INSTRUCTIONS FOR THE TASK
Each line from the first down to the one containing "gateway error taxonomy." should be returned exactly as it appears below.

DATASET RECORDS section start

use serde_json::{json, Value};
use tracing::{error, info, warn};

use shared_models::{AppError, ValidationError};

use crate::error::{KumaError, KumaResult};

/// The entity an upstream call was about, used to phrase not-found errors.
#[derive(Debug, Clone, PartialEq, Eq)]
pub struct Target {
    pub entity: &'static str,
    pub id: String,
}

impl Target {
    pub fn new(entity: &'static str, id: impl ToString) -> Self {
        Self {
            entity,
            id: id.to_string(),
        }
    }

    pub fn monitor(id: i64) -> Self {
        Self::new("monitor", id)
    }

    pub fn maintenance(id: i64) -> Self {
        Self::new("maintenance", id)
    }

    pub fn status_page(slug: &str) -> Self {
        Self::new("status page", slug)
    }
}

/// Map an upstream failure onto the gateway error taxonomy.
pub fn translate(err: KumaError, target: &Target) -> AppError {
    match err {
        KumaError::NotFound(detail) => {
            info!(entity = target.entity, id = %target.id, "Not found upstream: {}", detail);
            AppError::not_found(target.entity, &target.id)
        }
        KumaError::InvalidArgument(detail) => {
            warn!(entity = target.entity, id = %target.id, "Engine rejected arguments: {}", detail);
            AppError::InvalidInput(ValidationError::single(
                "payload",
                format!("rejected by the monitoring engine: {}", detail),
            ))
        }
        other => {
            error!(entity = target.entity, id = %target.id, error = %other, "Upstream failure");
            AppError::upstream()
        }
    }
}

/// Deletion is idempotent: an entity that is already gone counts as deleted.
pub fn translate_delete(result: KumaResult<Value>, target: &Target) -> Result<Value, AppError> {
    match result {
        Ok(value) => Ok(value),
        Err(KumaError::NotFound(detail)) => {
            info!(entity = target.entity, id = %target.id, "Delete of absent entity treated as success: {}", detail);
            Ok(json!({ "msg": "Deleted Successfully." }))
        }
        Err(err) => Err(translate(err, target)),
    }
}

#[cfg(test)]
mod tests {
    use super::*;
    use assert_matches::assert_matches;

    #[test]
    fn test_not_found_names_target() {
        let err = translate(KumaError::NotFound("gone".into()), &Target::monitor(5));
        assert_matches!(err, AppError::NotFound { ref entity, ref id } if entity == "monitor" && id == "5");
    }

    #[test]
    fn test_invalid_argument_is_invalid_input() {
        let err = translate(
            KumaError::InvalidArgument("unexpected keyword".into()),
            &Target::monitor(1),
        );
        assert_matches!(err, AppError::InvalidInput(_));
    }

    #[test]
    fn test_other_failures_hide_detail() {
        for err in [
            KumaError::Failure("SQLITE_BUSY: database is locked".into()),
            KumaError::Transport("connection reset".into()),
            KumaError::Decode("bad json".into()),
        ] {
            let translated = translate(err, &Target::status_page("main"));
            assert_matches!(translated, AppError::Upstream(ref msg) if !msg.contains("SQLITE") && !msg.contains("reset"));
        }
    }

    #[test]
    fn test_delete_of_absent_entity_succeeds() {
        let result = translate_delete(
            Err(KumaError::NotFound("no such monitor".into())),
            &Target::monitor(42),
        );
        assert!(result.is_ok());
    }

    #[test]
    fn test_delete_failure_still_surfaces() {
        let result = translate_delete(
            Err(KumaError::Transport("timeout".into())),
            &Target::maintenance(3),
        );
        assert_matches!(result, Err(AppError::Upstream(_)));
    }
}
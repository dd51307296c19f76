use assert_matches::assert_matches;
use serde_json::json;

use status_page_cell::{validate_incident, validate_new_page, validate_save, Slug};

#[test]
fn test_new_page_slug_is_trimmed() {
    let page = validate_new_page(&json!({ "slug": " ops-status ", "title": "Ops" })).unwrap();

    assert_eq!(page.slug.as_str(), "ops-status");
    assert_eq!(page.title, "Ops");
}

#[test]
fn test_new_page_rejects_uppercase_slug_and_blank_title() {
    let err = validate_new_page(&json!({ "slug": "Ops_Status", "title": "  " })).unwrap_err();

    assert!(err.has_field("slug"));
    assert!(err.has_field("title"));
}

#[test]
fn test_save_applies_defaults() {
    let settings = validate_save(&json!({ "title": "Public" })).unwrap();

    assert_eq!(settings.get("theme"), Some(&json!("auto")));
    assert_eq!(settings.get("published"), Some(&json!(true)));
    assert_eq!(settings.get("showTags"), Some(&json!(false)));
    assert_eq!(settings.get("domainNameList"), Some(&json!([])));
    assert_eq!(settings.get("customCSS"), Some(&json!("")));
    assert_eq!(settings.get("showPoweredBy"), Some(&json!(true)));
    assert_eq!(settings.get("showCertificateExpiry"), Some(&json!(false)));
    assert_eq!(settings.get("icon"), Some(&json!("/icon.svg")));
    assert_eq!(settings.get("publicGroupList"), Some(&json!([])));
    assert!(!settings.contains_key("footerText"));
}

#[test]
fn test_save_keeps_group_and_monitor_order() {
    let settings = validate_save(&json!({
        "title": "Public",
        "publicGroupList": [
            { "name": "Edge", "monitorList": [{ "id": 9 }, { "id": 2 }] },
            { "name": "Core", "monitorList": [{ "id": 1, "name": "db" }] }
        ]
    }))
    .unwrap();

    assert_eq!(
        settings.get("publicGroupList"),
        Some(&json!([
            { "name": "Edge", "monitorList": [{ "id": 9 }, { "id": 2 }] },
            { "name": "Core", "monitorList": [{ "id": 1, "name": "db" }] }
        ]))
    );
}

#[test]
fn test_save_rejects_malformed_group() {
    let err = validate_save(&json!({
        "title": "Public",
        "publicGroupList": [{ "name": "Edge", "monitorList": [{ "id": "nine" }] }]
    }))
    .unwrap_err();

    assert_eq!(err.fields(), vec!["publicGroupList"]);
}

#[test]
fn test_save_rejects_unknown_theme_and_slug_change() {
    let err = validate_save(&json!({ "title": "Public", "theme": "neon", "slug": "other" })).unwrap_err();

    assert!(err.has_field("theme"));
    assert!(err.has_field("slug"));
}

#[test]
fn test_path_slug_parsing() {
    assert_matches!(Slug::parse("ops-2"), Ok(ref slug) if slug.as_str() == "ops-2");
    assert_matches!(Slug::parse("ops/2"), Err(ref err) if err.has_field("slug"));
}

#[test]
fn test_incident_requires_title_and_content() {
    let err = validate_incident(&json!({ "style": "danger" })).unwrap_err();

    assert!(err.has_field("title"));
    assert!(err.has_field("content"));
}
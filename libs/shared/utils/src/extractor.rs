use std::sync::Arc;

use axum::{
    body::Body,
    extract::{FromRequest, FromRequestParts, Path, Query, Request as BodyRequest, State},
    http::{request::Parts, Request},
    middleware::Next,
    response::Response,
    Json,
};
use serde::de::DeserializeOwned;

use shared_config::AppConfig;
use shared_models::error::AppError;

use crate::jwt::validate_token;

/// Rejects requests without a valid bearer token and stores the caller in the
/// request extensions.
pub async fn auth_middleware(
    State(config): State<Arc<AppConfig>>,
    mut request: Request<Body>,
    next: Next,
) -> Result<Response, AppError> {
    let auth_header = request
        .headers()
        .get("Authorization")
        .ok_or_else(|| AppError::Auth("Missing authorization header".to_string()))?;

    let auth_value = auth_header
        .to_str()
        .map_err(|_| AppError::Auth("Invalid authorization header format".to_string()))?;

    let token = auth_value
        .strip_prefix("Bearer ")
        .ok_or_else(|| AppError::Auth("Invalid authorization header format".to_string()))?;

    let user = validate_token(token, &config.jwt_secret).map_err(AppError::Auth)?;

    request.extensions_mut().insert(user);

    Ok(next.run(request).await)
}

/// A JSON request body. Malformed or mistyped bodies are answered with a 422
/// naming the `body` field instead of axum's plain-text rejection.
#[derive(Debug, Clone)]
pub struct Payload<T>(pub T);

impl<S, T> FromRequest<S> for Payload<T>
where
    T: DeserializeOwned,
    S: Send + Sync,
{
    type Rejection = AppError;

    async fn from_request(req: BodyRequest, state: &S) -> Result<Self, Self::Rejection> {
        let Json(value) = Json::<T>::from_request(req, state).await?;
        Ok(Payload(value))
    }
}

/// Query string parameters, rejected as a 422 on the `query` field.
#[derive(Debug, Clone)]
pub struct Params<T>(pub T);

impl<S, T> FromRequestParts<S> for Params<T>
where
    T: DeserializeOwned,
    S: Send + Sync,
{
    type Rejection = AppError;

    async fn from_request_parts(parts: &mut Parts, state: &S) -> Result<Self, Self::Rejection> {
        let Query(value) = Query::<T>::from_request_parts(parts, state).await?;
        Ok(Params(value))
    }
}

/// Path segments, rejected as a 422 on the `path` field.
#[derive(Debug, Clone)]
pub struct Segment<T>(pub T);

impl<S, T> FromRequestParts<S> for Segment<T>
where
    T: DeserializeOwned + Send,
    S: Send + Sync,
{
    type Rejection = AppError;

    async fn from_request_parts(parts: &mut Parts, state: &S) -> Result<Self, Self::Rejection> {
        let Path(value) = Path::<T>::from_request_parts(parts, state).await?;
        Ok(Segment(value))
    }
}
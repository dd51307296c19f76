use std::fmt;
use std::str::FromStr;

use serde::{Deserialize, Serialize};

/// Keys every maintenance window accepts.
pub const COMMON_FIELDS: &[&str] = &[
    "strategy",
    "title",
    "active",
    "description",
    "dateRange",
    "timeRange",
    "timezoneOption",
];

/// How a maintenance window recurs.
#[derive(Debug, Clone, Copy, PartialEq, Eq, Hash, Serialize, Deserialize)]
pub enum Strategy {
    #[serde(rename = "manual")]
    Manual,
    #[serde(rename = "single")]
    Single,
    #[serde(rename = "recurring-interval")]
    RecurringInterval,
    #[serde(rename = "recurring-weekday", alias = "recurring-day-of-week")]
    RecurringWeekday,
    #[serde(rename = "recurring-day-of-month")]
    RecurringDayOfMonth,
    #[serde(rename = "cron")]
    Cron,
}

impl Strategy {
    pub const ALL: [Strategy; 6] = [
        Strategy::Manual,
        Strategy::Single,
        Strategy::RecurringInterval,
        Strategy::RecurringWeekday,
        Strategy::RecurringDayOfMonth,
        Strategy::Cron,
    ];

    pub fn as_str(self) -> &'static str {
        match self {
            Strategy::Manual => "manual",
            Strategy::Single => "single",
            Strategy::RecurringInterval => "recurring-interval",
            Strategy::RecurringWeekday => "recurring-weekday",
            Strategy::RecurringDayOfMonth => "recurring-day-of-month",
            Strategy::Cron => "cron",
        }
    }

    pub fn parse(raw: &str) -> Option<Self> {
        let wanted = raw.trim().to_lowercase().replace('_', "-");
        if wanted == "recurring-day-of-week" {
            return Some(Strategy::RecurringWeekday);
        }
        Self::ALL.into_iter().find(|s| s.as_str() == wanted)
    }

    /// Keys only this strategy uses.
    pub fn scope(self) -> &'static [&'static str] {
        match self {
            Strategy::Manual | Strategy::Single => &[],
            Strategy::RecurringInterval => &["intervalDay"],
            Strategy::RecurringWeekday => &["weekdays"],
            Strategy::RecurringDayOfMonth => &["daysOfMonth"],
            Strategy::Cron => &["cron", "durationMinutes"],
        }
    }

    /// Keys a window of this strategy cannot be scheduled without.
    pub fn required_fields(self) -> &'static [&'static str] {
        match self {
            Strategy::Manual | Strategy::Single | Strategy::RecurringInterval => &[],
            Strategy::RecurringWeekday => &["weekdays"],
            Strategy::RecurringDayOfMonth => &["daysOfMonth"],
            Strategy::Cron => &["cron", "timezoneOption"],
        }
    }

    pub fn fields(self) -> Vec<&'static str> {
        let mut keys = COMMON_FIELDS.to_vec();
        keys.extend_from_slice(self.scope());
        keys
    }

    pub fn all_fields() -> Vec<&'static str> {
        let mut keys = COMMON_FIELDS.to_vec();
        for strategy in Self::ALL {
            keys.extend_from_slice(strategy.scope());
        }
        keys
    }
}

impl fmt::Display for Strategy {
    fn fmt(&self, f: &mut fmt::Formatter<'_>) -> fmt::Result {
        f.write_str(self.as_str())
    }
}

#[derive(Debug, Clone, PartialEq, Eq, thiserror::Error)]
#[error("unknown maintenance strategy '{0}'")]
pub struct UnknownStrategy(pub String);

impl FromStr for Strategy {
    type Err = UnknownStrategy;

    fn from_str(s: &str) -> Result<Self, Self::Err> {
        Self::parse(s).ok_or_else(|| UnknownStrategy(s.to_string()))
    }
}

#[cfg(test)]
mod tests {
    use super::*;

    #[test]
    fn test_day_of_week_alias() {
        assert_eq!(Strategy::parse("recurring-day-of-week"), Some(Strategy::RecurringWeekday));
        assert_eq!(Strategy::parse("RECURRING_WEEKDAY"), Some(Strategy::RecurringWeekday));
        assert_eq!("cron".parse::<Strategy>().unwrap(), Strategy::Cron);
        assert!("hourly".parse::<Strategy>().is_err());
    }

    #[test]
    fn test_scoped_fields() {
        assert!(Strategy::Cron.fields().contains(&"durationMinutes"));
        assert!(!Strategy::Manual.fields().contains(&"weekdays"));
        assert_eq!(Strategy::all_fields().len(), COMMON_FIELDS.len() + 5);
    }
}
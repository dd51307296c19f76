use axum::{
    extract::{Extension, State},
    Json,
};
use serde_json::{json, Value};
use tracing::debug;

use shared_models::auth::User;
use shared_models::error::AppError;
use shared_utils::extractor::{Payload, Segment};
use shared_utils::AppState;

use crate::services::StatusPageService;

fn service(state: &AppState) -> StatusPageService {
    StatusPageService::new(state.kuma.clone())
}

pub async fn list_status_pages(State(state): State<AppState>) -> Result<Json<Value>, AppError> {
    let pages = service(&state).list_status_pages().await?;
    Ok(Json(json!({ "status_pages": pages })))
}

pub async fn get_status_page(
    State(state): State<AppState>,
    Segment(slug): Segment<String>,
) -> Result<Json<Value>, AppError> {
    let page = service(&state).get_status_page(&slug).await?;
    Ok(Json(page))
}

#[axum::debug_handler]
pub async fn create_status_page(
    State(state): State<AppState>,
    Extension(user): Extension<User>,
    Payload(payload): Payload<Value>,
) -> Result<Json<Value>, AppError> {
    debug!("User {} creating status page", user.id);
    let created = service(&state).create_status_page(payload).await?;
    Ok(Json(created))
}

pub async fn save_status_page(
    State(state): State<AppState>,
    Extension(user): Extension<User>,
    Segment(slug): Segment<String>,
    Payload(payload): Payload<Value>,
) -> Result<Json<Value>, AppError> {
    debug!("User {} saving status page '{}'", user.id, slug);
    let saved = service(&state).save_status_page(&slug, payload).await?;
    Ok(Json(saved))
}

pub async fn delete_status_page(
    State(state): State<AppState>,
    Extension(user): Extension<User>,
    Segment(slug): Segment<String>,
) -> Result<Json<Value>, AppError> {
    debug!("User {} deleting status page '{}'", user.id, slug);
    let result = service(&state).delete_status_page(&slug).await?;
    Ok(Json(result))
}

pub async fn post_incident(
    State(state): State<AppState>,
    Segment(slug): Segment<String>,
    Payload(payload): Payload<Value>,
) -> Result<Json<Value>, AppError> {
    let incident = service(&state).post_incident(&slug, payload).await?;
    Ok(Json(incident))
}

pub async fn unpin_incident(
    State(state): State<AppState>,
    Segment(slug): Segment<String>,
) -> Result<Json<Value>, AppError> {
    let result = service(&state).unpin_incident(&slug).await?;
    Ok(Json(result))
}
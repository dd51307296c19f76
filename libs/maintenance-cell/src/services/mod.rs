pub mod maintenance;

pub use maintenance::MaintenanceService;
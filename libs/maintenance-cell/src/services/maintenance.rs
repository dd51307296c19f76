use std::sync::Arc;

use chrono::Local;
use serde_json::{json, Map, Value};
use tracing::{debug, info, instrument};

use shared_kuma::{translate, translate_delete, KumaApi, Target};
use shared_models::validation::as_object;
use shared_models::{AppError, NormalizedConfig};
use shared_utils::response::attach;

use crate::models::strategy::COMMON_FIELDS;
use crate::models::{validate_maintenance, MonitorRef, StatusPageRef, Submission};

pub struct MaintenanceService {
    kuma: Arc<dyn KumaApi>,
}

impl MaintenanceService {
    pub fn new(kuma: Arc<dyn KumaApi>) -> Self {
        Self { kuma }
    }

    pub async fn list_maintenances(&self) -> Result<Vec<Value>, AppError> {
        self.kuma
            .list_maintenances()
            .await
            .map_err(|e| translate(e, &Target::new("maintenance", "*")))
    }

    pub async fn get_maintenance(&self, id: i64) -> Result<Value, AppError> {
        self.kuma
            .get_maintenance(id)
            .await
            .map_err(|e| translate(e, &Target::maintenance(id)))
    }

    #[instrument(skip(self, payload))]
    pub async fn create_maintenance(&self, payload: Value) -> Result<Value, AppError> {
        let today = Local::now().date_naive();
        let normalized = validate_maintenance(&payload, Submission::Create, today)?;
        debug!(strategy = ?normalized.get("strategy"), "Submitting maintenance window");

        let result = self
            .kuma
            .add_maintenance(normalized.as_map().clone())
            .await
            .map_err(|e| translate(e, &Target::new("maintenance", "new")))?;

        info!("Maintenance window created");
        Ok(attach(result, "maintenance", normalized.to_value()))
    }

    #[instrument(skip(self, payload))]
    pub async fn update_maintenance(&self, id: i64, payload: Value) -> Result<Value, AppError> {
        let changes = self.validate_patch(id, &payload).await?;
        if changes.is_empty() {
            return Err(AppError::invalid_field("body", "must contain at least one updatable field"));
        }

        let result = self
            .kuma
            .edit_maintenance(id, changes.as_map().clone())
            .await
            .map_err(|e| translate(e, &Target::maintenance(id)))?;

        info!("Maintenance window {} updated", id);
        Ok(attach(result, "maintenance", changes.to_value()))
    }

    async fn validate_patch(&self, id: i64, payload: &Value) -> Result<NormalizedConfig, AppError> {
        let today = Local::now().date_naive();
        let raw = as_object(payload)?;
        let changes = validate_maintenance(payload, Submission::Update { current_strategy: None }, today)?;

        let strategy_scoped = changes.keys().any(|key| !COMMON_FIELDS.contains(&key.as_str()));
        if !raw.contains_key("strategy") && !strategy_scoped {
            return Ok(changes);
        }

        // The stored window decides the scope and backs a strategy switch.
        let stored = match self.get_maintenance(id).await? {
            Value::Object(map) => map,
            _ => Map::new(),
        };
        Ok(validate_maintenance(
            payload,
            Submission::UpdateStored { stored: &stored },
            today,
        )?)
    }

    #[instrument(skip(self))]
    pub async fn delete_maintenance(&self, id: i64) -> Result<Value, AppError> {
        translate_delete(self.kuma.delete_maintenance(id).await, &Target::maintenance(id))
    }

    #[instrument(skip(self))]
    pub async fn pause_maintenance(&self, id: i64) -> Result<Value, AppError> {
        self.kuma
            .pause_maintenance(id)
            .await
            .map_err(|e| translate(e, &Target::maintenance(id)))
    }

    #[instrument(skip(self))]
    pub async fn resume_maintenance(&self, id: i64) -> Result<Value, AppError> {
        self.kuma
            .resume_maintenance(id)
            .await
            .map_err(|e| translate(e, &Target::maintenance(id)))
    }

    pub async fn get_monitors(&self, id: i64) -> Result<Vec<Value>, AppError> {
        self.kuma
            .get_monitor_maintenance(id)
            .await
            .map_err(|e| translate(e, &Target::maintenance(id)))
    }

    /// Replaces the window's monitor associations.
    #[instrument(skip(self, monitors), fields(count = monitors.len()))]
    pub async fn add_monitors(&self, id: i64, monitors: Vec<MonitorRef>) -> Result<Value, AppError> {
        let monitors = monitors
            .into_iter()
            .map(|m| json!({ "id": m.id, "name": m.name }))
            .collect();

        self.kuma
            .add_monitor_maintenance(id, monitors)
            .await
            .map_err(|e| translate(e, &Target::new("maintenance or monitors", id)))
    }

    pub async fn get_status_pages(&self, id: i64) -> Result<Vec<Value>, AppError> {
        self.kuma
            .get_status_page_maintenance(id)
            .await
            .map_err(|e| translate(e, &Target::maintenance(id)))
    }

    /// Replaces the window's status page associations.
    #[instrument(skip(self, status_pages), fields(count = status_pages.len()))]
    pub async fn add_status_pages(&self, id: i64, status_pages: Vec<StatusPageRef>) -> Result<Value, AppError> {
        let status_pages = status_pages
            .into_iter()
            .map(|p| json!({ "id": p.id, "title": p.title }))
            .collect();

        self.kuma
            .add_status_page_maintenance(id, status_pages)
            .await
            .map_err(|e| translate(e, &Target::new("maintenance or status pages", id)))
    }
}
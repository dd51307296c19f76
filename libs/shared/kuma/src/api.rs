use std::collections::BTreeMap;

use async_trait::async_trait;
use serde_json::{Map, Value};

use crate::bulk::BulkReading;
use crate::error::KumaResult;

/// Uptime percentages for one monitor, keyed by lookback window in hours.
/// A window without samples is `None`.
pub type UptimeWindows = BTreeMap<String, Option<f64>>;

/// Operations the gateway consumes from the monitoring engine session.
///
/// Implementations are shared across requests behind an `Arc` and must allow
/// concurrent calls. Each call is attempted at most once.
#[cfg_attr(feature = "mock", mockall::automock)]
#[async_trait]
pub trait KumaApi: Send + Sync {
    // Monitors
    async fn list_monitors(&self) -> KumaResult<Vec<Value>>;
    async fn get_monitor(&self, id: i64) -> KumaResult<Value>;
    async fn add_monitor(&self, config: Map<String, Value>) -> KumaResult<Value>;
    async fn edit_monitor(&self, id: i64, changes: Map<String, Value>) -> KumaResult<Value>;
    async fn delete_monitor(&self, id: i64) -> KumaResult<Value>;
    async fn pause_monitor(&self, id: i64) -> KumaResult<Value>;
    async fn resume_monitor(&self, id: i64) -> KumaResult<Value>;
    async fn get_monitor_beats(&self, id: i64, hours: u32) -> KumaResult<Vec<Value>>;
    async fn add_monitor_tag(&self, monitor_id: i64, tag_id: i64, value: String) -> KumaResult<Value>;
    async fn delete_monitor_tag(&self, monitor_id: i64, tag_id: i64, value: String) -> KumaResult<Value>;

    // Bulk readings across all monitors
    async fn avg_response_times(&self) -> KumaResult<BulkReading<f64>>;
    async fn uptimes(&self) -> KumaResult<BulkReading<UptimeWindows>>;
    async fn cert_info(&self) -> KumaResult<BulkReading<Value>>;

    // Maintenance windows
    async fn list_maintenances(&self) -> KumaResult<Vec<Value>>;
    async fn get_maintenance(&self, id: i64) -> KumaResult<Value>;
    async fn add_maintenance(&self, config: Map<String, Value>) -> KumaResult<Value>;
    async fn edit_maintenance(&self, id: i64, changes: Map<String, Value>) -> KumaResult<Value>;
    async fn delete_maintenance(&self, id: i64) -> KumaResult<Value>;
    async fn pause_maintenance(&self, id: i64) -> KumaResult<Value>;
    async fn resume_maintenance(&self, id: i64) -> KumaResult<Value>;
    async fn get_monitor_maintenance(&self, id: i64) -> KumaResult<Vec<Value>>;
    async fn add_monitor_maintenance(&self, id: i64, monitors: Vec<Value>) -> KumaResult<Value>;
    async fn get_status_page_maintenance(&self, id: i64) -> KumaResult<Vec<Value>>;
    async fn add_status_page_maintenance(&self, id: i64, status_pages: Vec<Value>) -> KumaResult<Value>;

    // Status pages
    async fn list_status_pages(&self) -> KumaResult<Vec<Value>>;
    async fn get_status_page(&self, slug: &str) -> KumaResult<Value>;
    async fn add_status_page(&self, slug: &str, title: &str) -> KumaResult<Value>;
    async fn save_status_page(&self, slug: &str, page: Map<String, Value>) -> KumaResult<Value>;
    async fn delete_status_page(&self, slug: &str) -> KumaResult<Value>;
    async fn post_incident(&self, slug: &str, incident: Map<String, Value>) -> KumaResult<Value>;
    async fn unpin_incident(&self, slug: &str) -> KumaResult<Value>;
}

DATASET RECORDS section end

RESULT
use serde_json::{json, Value};
use tracing::{error, info, warn};

use shared_models::{AppError, ValidationError};

use crate::error::{KumaError, KumaResult};

/// The entity an upstream call was about, used to phrase not-found errors.
#[derive(Debug, Clone, PartialEq, Eq)]
pub struct Target {
    pub entity: &'static str,
    pub id: String,
}

impl Target {
    pub fn new(entity: &'static str, id: impl ToString) -> Self {
        Self {
            entity,
            id: id.to_string(),
        }
    }

    pub fn monitor(id: i64) -> Self {
        Self::new("monitor", id)
    }

    pub fn maintenance(id: i64) -> Self {
        Self::new("maintenance", id)
    }

    pub fn status_page(slug: &str) -> Self {
        Self::new("status page", slug)
    }
}

/// Map an upstream failure onto the gateway error taxonomy.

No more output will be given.